I feel accused. How many times had I wished that my students would sit down and be quiet and do the work that I had set out for them? How many times was I frustrated that I couldn’t provide an adequate reason for why we were doing something in class or for homework? I had always, if not loved school, at least thrived under the rules and the deadlines. But here were students who did not see the point of school, who knew that school did not see them for who they truly are. That in the system, they were just another black or brown face. Another statistic in another presentation about the achievement gap. Another suspension or another absent kid. That in the system, they weren’t artists or musicians or creators or dreamers.
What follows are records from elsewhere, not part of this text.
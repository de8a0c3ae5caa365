//! CLI command handlers. Each command is in its own file.

mod discard;
mod get;
mod save;
mod status;

pub use discard::run_discard;
pub use get::{run_get, GetArgs};
pub use save::run_save;
pub use status::run_status;

use hlsdl_core::DownloadSession;
use std::sync::Arc;
use tokio::task::JoinHandle;
use tokio_util::sync::CancellationToken;

/// On Ctrl-C, abort the running download and cancel any output being written.
/// Abort the returned handle once the command is done.
fn spawn_ctrl_c_handler(
    session: Arc<DownloadSession>,
    save_token: CancellationToken,
) -> JoinHandle<()> {
    tokio::spawn(async move {
        if tokio::signal::ctrl_c().await.is_ok() {
            eprintln!("\nInterrupted; stopping...");
            session.abort();
            save_token.cancel();
        }
    })
}
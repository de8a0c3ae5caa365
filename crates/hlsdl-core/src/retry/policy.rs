use std::time::Duration;

/// Decision returned by the retry policy.
#[derive(Debug, Clone, Copy, PartialEq, Eq)]
pub enum RetryDecision {
    /// Do not retry; the failure is final.
    NoRetry,
    /// Retry after the given delay.
    RetryAfter(Duration),
}

/// Uncapped, jitter-free exponential backoff: attempt `n` (0-based) waits
/// `base_delay * 2^n` before attempt `n + 1`.
#[derive(Debug, Clone, Copy, PartialEq, Eq)]
pub struct RetryPolicy {
    /// Retries after the first attempt (total attempts = `max_retries + 1`).
    pub max_retries: u32,
    /// Delay before the first retry.
    pub base_delay: Duration,
}

impl Default for RetryPolicy {
    fn default() -> Self {
        Self {
            max_retries: 3,
            base_delay: Duration::from_millis(1000),
        }
    }
}

impl RetryPolicy {
    /// Decide what to do after attempt `attempt` (0-based) failed.
    pub fn decide(&self, attempt: u32) -> RetryDecision {
        if attempt >= self.max_retries {
            return RetryDecision::NoRetry;
        }
        let multiplier = 1u32.checked_shl(attempt).unwrap_or(u32::MAX);
        RetryDecision::RetryAfter(self.base_delay.saturating_mul(multiplier))
    }
}

#[cfg(test)]
mod tests {
    use super::*;

    #[test]
    fn doubles_from_base_delay() {
        let p = RetryPolicy::default();
        assert_eq!(p.decide(0), RetryDecision::RetryAfter(Duration::from_millis(1000)));
        assert_eq!(p.decide(1), RetryDecision::RetryAfter(Duration::from_millis(2000)));
        assert_eq!(p.decide(2), RetryDecision::RetryAfter(Duration::from_millis(4000)));
    }

    #[test]
    fn respects_max_retries() {
        let p = RetryPolicy {
            max_retries: 2,
            base_delay: Duration::from_millis(10),
        };
        assert!(matches!(p.decide(0), RetryDecision::RetryAfter(_)));
        assert!(matches!(p.decide(1), RetryDecision::RetryAfter(_)));
        assert_eq!(p.decide(2), RetryDecision::NoRetry);
    }

    #[test]
    fn zero_retries_never_retries() {
        let p = RetryPolicy {
            max_retries: 0,
            base_delay: Duration::from_millis(10),
        };
        assert_eq!(p.decide(0), RetryDecision::NoRetry);
    }

    #[test]
    fn huge_attempt_saturates() {
        let p = RetryPolicy {
            max_retries: u32::MAX,
            base_delay: Duration::from_secs(1),
        };
        match p.decide(40) {
            RetryDecision::RetryAfter(d) => assert!(d >= Duration::from_secs(u32::MAX as u64)),
            RetryDecision::NoRetry => panic!("expected retry"),
        }
    }
}
//! Minimal HTTP/1.1 server that serves an HLS stream for integration tests.
//!
//! Serves `/master.m3u8` (two renditions, relative and absolute URIs),
//! `/hi/index.m3u8` and its segments. Per-path hit counters, injected 500s
//! and stalled responses let tests exercise retry, failure and cancellation.

#![allow(dead_code)]

use std::collections::HashMap;
use std::io::{Read, Write};
use std::net::{TcpListener, TcpStream};
use std::sync::{Arc, Mutex};
use std::thread;
use std::time::{Duration, Instant};

#[derive(Default)]
struct State {
    bodies: HashMap<String, Vec<u8>>,
    hits: HashMap<String, usize>,
    failures_left: HashMap<String, usize>,
    stalled: HashMap<String, bool>,
}

#[derive(Clone)]
pub struct HlsServer {
    base: String,
    state: Arc<Mutex<State>>,
}

/// Body of segment `i`; lengths vary so misordered output cannot go unnoticed.
pub fn segment_body(i: usize) -> Vec<u8> {
    let mut body = format!("[segment {i:04}]").into_bytes();
    body.extend(std::iter::repeat(b'a' + (i % 26) as u8).take(100 + i * 37));
    body
}

pub fn expected_output(segments: usize) -> Vec<u8> {
    (0..segments).flat_map(segment_body).collect()
}

pub fn segment_path(i: usize) -> String {
    format!("/hi/seg-{i}.ts")
}

impl HlsServer {
    /// Start a server in a background thread with `segments` segments in the
    /// high rendition. The server runs until the process exits.
    pub fn start(segments: usize) -> HlsServer {
        let listener = TcpListener::bind("127.0.0.1:0").expect("bind");
        let port = listener.local_addr().unwrap().port();
        let base = format!("http://127.0.0.1:{port}");
        let server = HlsServer {
            base: base.clone(),
            state: Arc::new(Mutex::new(State::default())),
        };

        let master = format!(
            "#EXTM3U
#EXT-X-STREAM-INF:BANDWIDTH=800000,RESOLUTION=640x360
{base}/lo/index.m3u8
#EXT-X-STREAM-INF:BANDWIDTH=5000000,RESOLUTION=1920x1080
hi/index.m3u8
#EXT-X-STREAM-INF:BANDWIDTH=64000
audio/index.m3u8
"
        );
        let mut media = String::from("#EXTM3U\n#EXT-X-TARGETDURATION:4\n#EXT-X-MEDIA-SEQUENCE:0\n");
        for i in 0..segments {
            media.push_str(&format!("#EXTINF:4.0,\nseg-{i}.ts\n"));
        }
        media.push_str("#EXT-X-ENDLIST\n");

        {
            let mut st = server.state.lock().unwrap();
            st.bodies.insert("/master.m3u8".into(), master.into_bytes());
            st.bodies.insert("/hi/index.m3u8".into(), media.clone().into_bytes());
            for i in 0..segments {
                st.bodies.insert(segment_path(i), segment_body(i));
            }
        }

        let state = Arc::clone(&server.state);
        thread::spawn(move || {
            for stream in listener.incoming().flatten() {
                let state = Arc::clone(&state);
                thread::spawn(move || handle(stream, &state));
            }
        });
        server
    }

    pub fn url(&self, path: &str) -> String {
        format!("{}{}", self.base, path)
    }

    pub fn master_url(&self) -> String {
        self.url("/master.m3u8")
    }

    pub fn hits(&self, path: &str) -> usize {
        self.state.lock().unwrap().hits.get(path).copied().unwrap_or(0)
    }

    /// Answer the next `n` requests for `path` with 500.
    pub fn fail_next(&self, path: &str, n: usize) {
        self.state.lock().unwrap().failures_left.insert(path.to_string(), n);
    }

    /// While stalled, requests for `path` get no response at all.
    pub fn stall(&self, path: &str, stalled: bool) {
        self.state.lock().unwrap().stalled.insert(path.to_string(), stalled);
    }
}

enum Reply {
    Body(Vec<u8>),
    Status(&'static str),
    Stall,
}

fn handle(mut stream: TcpStream, state: &Mutex<State>) {
    let _ = stream.set_read_timeout(Some(Duration::from_secs(2)));
    let _ = stream.set_write_timeout(Some(Duration::from_secs(2)));
    let mut buf = [0u8; 8192];
    let n = match stream.read(&mut buf) {
        Ok(0) | Err(_) => return,
        Ok(n) => n,
    };
    let request = match std::str::from_utf8(&buf[..n]) {
        Ok(s) => s,
        Err(_) => return,
    };
    let path = match parse_request(request) {
        Some(("GET", path)) => path.to_string(),
        _ => {
            let _ = stream
                .write_all(b"HTTP/1.1 405 Method Not Allowed\r\nContent-Length: 0\r\n\r\n");
            return;
        }
    };

    let mut reply = next_reply(state, &path);
    // Hold the connection open while stalled; the client is expected to give up.
    let stalled_since = Instant::now();
    while matches!(reply, Reply::Stall) {
        if stalled_since.elapsed() > Duration::from_secs(30) {
            return;
        }
        thread::sleep(Duration::from_millis(20));
        if !state.lock().unwrap().stalled.get(&path).copied().unwrap_or(false) {
            reply = serve(state, &path);
        }
    }

    let (status, body) = match reply {
        Reply::Body(b) => ("200 OK", b),
        Reply::Status(s) => (s, Vec::new()),
        Reply::Stall => return,
    };
    let header = format!(
        "HTTP/1.1 {status}\r\nContent-Length: {}\r\nConnection: close\r\n\r\n",
        body.len()
    );
    let _ = stream.write_all(header.as_bytes());
    let _ = stream.write_all(&body);
}

fn next_reply(state: &Mutex<State>, path: &str) -> Reply {
    let mut st = state.lock().unwrap();
    *st.hits.entry(path.to_string()).or_default() += 1;
    if st.stalled.get(path).copied().unwrap_or(false) {
        return Reply::Stall;
    }
    if let Some(left) = st.failures_left.get_mut(path) {
        if *left > 0 {
            *left -= 1;
            return Reply::Status("500 Internal Server Error");
        }
    }
    drop(st);
    serve(state, path)
}

fn serve(state: &Mutex<State>, path: &str) -> Reply {
    match state.lock().unwrap().bodies.get(path) {
        Some(b) => Reply::Body(b.clone()),
        None => Reply::Status("404 Not Found"),
    }
}

/// Returns (method, path) from the request line.
fn parse_request(request: &str) -> Option<(&str, &str)> {
    let line = request.lines().next()?;
    let mut parts = line.split_whitespace();
    let method = parts.next()?;
    let path = parts.next()?;
    Some((method, path))
}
That’s not to say that there weren’t people who cared. I saw teachers talking to students one-on-one, face-to-face before school, during school, after school. Asking about their day, their friends, their families. Telling them that they saw their hurt and frustration. Teachers and parents and guidance counselors and librarians and social workers and coaches who knew their stories and their dreams and their heartaches. I wanted to inspire, to motivate, to teach. But I was a pushover, not holding my ground when a student misbehaved. I felt so complicit in the system, that my personal failings as a teacher were pushing my students further and further behind. I couldn’t get my students excited about reading books that didn’t matter to them, that didn’t matter enough to me. I couldn’t handle the misbehavior of highschoolers. I wasn’t enough to change the system. I wasn’t enough even inside the system.

It didn’t feel like I was upholding the inherent worth and dignity of every person when I was giving out detentions and in-school suspensions. It didn’t feel like I was upholding justice in human relations when almost all of the books we read were by white men. It didn’t feel like I was encouraging a free and responsible search for truth and meaning when so much of what we did in class was rote and prescribed. One of my students told me that his teachers always tell him at the beginning of the year that he’ll learn something new and valuable this coming year, but that in all of his years in school, it hadn’t come true yet. Hearing that I felt saddened, angry, and guilty.

I’m no longer a teacher. Selfishly, I miss being able to tell people that I am a teacher. I miss having students drop by my classroom after school to chat with me about how their day went and about the play that they were auditioning for or their chemistry quiz that they were worried about. I miss seeing someone’s eyes light up when she finds a book that really speaks to her and she can’t put it down. I miss reading someone’s heartfelt words about an important moment or person in his life. But I don’t miss the tears and the sleepless nights worrying about my incompetence having a lasting impact on the students who need a good teacher the most. I am no longer in a classroom, but I still want to work to level that imbalance. To somehow chip away at the system that devalues our students. To somehow tell students that they matter.


Jessica is a UU young adult who was willing to share her story with us, but wanted to refrain from adding a bio, last name or photo. We appreciate her contribution to Fiercely UU!